Reprinted with Permission by Quest Software Oct. 2007


Automated Refactoring Arrives for PL/SQL Developers!
by Steven Feuerstein

Here I sit in the Praha (Prague) airport waiting for a flight back to Chicago. Over the last ten days, I have been on a whirlwind round of trainings and seminars in Prague (Czech Republic), Zagreb (Croatia), Ljubljana (Slovenia) and Bratislava (Slovakia).  Very nice countries, wonderful people.

And some really sharp technologists, too. I was inspired by their questions and ideas to finally build a tool to automatically refactor PL/SQL programs to improve modularity, reuse, and readability. As far as I know, what you are about to read and the code you are about to get your hands on, offer the first automated refactoring capability in the world of PL/SQL.

What is refactoring? It is a process formalized and coined by Martin Fowler; so let's use a quote from his book of the same name:

"Refactoring is the process of changing a software system in such a way that it does not alter the external behavior of the code yet improves its internal structure.

"It is a disciplined way to clean up code that minimizes the chances of introducing bugs. In essence when you refactor you are improving the design of the code after it has been written."

You can read more about refactoring on Wikipedia.

So you are now asking yourself: How did this very exciting development (my implementation of automated refactoring) come about? Well, in my Best of PL/SQL course in Zagreb, I presented one of my four "top tips" for PL/SQL:

Write tiny chunks of code.

Which in essence means: instead of writing big blobs of executable sections consisting of hundreds or thousands of lines of code, you should instead break up those sections into lots of small, local or nested modules. This is a classic refactoring to improve readability and maintainability of code.

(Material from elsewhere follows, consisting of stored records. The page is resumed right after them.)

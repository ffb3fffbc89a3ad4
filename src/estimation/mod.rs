//! 태양광 설비 용량 산정 엔진.
//! 월 사용량 또는 가전 목록으로부터 설비 용량, 면적, 비용, 배터리, 회수기간을 계산하고
//! 25년 누적 비용 추이를 만든다. 모든 계산은 상태가 없는 순수 함수다.

pub mod appliance;
pub mod preset;
pub mod projection;
pub mod sizing;

pub use appliance::{monthly_units, ApplianceEntry};
pub use preset::Preset;
pub use projection::{build_projection, ProjectionSeries};
pub use sizing::{
    estimate_from_appliances, estimate_from_monthly_units, AreaAssessment, Coefficients,
    EstimationConfig, EstimationError, EstimationResult,
};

So I showed the class how I hide the details of my logic behind program calls and then create (initially) empty "stubs" for those programs. This way, I can compile the code, validate the logic at this high level and then zoom down into the lower level details. Here is an example:

CREATE OR REPLACE PACKAGE BODY call_support_pkg

IS

   PROCEDURE distribute_calls (

      department_id_in IN employees.department_id%TYPE

   )

   IS

      l_case_id   cases.ID%TYPE;

 

      CURSOR support_dept_cur (

         department_id_in IN employees.department_id%TYPE

      )

      IS

         SELECT *

           FROM employees

          WHERE department_id = department_id_in;

 

      FUNCTION calls_still_unhandled

         RETURN BOOLEAN

      IS

      BEGIN

         NULL;

      END calls_still_unhandled;

 

      PROCEDURE assign_next_open_call_to (

         employee_id_in IN employees.employee_id%TYPE

       , case_id_out OUT cases.ID%TYPE

      )

      IS

      BEGIN

         NULL;

      END assign_next_open_call_to;

 

      PROCEDURE notify_customer (case_id_in IN cases.ID%TYPE)

      IS

      BEGIN

         NULL;

      END notify_customer;

   BEGIN

      WHILE (calls_still_unhandled ())

      LOOP

         FOR emp_rec IN support_dept_cur (department_id_in)

         LOOP

            IF call_analysis.current_caseload (emp_rec.employee_id) <

               call_analysis.avg_caseload_for_dept (department_id_in)

            THEN

               assign_next_open_call_to (emp_rec.employee_id

                                       , l_case_id);

               notify_customer (l_case_id);

            END IF;

         END LOOP;

      END LOOP;

   END distribute_calls;

END call_support_pkg;

/

Notice that the calls_still_unhandled, assign_next_open_call_to and notify_customer programs are defined within their "parent" program and their bodies are NULL. I have not yet fully implemented this program, but at least at the top level – the main executable section, I have completely expressed the logic of my program.

Well, one of the students – a young fellow who had just started working with Oracle over the last year – suggested that instead of putting NULL; in the stub programs, I should raise an exception or display a message to remind myself that I have not yet implemented the program. Otherwise, I might forget and leave it NULL.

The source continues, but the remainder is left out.